Finding and eliminating early life failures
MTBF for electronics life entitlement measurements is a meaningless term. It says nothing about the distribution of failures or the cause of failures and is only valid for a constant failure rate, which almost never occurs in the real world. It is a term that should be eliminated along with reliability predictions of electronics systems with no moving parts.
There is also another term widely used in reliability engineering that is a bit of a misnomer and should be eliminated, that is the term “Infant Mortality”. The term “infant mortality” typically is used to describe early life failures in an electronics system during the declining hazard rate period which may extend to its technological obsolescence.
It is my experience that it is a term used dismissively as it if it was “expected” or acceptable as a intrinsic yet generic cause of failures within the first weeks or months of a new product introduction. It is also considered by some traditional reliability engineers I have met as a “quality department” problem, not to be confused with reliability engineering.
The vast majority of human infant mortality occurs in poorer third world countries and the main cause is dehydration from diarrhea which is a preventable disease. There are many other factors which contribute to the rate of infant deaths, such as limit access to health services, education of the mother, and access to clean drinking water contribute.
Human infant mortality is defined as the number of deaths in the first year of life. The contributing causes of human infants and failure of electronics of course are completely different. Causes of human infant mortality comes from the fact that at birth a child may go through a complicated delivery and does not have a fully developed immune system, so it has less resistance to infections. The lack of health care facilities or skilled health workers is a contributing factor.
An electronic component or system is not weaker when fabricated; instead it has the highest inherent strength when turned on for the first time. Opposite of humans, electronics are “adult” when first produced and decline in strength (fatigue life) from that point on. This is why we can subject new systems to high levels of environmental stress to remove latent defects (HASS process) without taking significant life from it.
So why use the dismissive term “infant mortality” to describe latent defects in electronics as if they are expected? The time period that we would classify as “infant mortality” in electronics is arbitrary. It could be the first 30 days or the first 18 months or longer. Since the vast majority of latent (hidden) defects that are found early come from mistakes and errors either in design or manufacturing and is therefore not controlled, they can have a wide distribution of times to failure. Many times the same mechanism in which the weakest manifestations may occur within 30 to 90 days continues as declining rate through a products useable life period.
Failures of electronics systems in the first days or months after manufacture are not due to intrinsic wear out mechanisms that are known. We can only model those failure mechanisms that have an intrinsic and repeatable physics of failure.

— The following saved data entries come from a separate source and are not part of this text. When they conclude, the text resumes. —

//! # bat-store: Persistence for BAT
//!
//! Everything that touches the filesystem lives here. The business rules in
//! `bat-core` never see a path; this crate loads the two JSON data files
//! into an owned [`Library`], lets the application mutate it through plain
//! `&mut` access, and writes it back on shutdown.
//!
//! ## Data Files
//! ```text
//! ┌─────────────────────────────────────────────────────────────────────┐
//! │  data/patrons.json      [ { id, name, age, outstanding_fees,        │
//! │                             gardening_tool_training, ...,           │
//! │                             loans: [...] }, ... ]                   │
//! │                                                                     │
//! │  data/catalogue.json    [ { item_id, item_name, item_type, year,    │
//! │                             number_owned, on_loan }, ... ]          │
//! │                                                                     │
//! │  Load at session start ──► mutate in memory ──► save at quit        │
//! └─────────────────────────────────────────────────────────────────────┘
//! ```
//!
//! ## Modules
//! - [`config`] - Data file locations (defaults + env overrides)
//! - [`library`] - The owned patron register and catalogue
//! - [`search`] - Lookup functions over the loaded collections
//! - [`error`] - Store error types

pub mod config;
pub mod error;
pub mod library;
pub mod search;

pub use config::StoreConfig;
pub use error::{StoreError, StoreResult};
pub use library::Library;
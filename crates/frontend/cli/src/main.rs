use anyhow::{bail, Context, Result};
use clap::{Parser, ValueEnum};
use emu_core::logging::{LogCategory, LogConfig, LogLevel};
use emu_core::types::Frame;
use emu_core::System;
use emu_genesis::{GenesisConfig, GenesisSystem, VideoStandard};
use std::fs::{self, File};
use std::io::{BufWriter, Write};
use std::path::{Path, PathBuf};

#[derive(Clone, Copy, Debug, ValueEnum)]
enum RegionArg {
    /// Take timing from the cartridge header
    Auto,
    Ntsc,
    Pal,
}

#[derive(Parser)]
#[command(about = "Headless Sega Genesis runner")]
struct Args {
    /// Path to a cartridge image (.md, .gen, .bin)
    rom: PathBuf,

    /// Number of frames to run
    #[arg(long, default_value_t = 60)]
    frames: u32,

    /// Video timing override
    #[arg(long, value_enum, default_value_t = RegionArg::Auto)]
    region: RegionArg,

    /// JSON file with a GenesisConfig
    #[arg(long)]
    config: Option<PathBuf>,

    /// Write a JSON snapshot of the machine after the last frame
    #[arg(long)]
    save: Option<PathBuf>,

    /// Write the last frame as a PNG image
    #[arg(long)]
    dump: Option<PathBuf>,

    /// Global emulator log level (off, error, warn, info, debug, trace)
    #[arg(long, default_value = "off")]
    log_level: String,

    /// Per-category level as CATEGORY=LEVEL, e.g. vdp=debug (repeatable)
    #[arg(long)]
    log_category: Vec<String>,

    /// Send emulator logs to this file instead of stderr
    #[arg(long)]
    log_file: Option<PathBuf>,
}

fn configure_logging(args: &Args) -> Result<()> {
    let config = LogConfig::global();

    let Some(level) = LogLevel::parse(&args.log_level) else {
        bail!("Unknown log level: {}", args.log_level);
    };
    config.set_global_level(level);

    for entry in &args.log_category {
        let Some((name, level)) = entry.split_once('=') else {
            bail!("Expected CATEGORY=LEVEL, got '{}'", entry);
        };
        let category = LogCategory::parse(name)
            .with_context(|| format!("Unknown log category: {}", name))?;
        let level =
            LogLevel::parse(level).with_context(|| format!("Unknown log level: {}", level))?;
        config.set_level(category, level);
    }

    if let Some(path) = &args.log_file {
        config
            .set_log_file(path.clone())
            .with_context(|| format!("Opening log file {}", path.display()))?;
    }
    Ok(())
}

fn load_config(args: &Args) -> Result<GenesisConfig> {
    let mut config = match &args.config {
        Some(path) => {
            let text = fs::read_to_string(path)
                .with_context(|| format!("Reading config {}", path.display()))?;
            GenesisConfig::from_json(&text)
                .with_context(|| format!("Parsing config {}", path.display()))?
        }
        None => GenesisConfig::default(),
    };

    match args.region {
        RegionArg::Auto => {}
        RegionArg::Ntsc => config.video_standard = Some(VideoStandard::Ntsc),
        RegionArg::Pal => config.video_standard = Some(VideoStandard::Pal),
    }
    Ok(config)
}

/// Save a frame as an 8-bit RGBA PNG.
fn write_png(path: &Path, frame: &Frame) -> Result<()> {
    let out = BufWriter::new(File::create(path)?);
    let mut encoder = png::Encoder::new(out, frame.width, frame.height);
    encoder.set_color(png::ColorType::Rgba);
    encoder.set_depth(png::BitDepth::Eight);

    let data: Vec<u8> = frame
        .pixels
        .iter()
        .flat_map(|&argb| {
            let [a, r, g, b] = argb.to_be_bytes();
            [r, g, b, a]
        })
        .collect();

    let mut writer = encoder.write_header()?;
    writer.write_image_data(&data)?;
    Ok(())
}

fn main() -> Result<()> {
    env_logger::init();
    let args = Args::parse();

    configure_logging(&args)?;
    let config = load_config(&args)?;

    let rom = fs::read(&args.rom).with_context(|| format!("Reading {}", args.rom.display()))?;
    let mut sys = GenesisSystem::with_config(config);
    sys.mount("Cartridge", &rom)?;
    log::info!(
        "Loaded {} ({} bytes, {:?}, {:?})",
        args.rom.display(),
        rom.len(),
        sys.region(),
        sys.video_standard()
    );

    if args.frames == 0 {
        bail!("--frames must be at least 1");
    }

    let mut frame = sys.step_frame()?;
    for _ in 1..args.frames {
        frame = sys.step_frame()?;
    }
    log::info!(
        "Ran {} frames, last frame {}x{}",
        sys.frame_count(),
        frame.width,
        frame.height
    );

    if let Some(path) = &args.dump {
        write_png(path, &frame).with_context(|| format!("Writing {}", path.display()))?;
        log::info!("Frame written to {}", path.display());
    }

    if let Some(path) = &args.save {
        let state = sys.save_state();
        let mut f = File::create(path)?;
        write!(f, "{}", serde_json::to_string_pretty(&state)?)?;
        log::info!("Snapshot written to {}", path.display());
    }

    LogConfig::global().clear_log_file();
    Ok(())
}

Traditional reliability engineering has been focused on making predictions of the life entitlement of electronics systems using cookbooks of FIT rates to derive a system MTBF or MTTR. This is in spite of the fact that there is little or no evidence of empirical correlation to actual causes of most electronics failures. Traditional reliability engineering it seems has not been very focused on early discovery of the causes of early life failures during the the declining hazard rate after market release. Semantics is important and carries implications. The term “infant mortality” contributes to dismissing the significance of early life failures to the overall reliability of a system. Yet, it is where the vast majority of costs are for the customer and any electronics systems manufacturer.
Because electronics are not “infants” and not weaker when first “born” we can be aggressive in our treatment of them before they leave the “birth room”. Unlike newborns we can put new electronics through a stress test and if they fail diagnose and discover an assignable cause which then we can correct for and prevent further failures. Through HALT and HASS we can find the root causes of latent defect failures and by removing those from the production population eliminate the most costly time period of defects and failures which because of the potential wide time distributions can extended until the product is replaced due to technological obsolescence. I believe the term infant mortality when applied to electronics has the connotation that it is expected, inherent, unavoidable, and due to nature. It should be used for human life cycles, not electronics life cycles.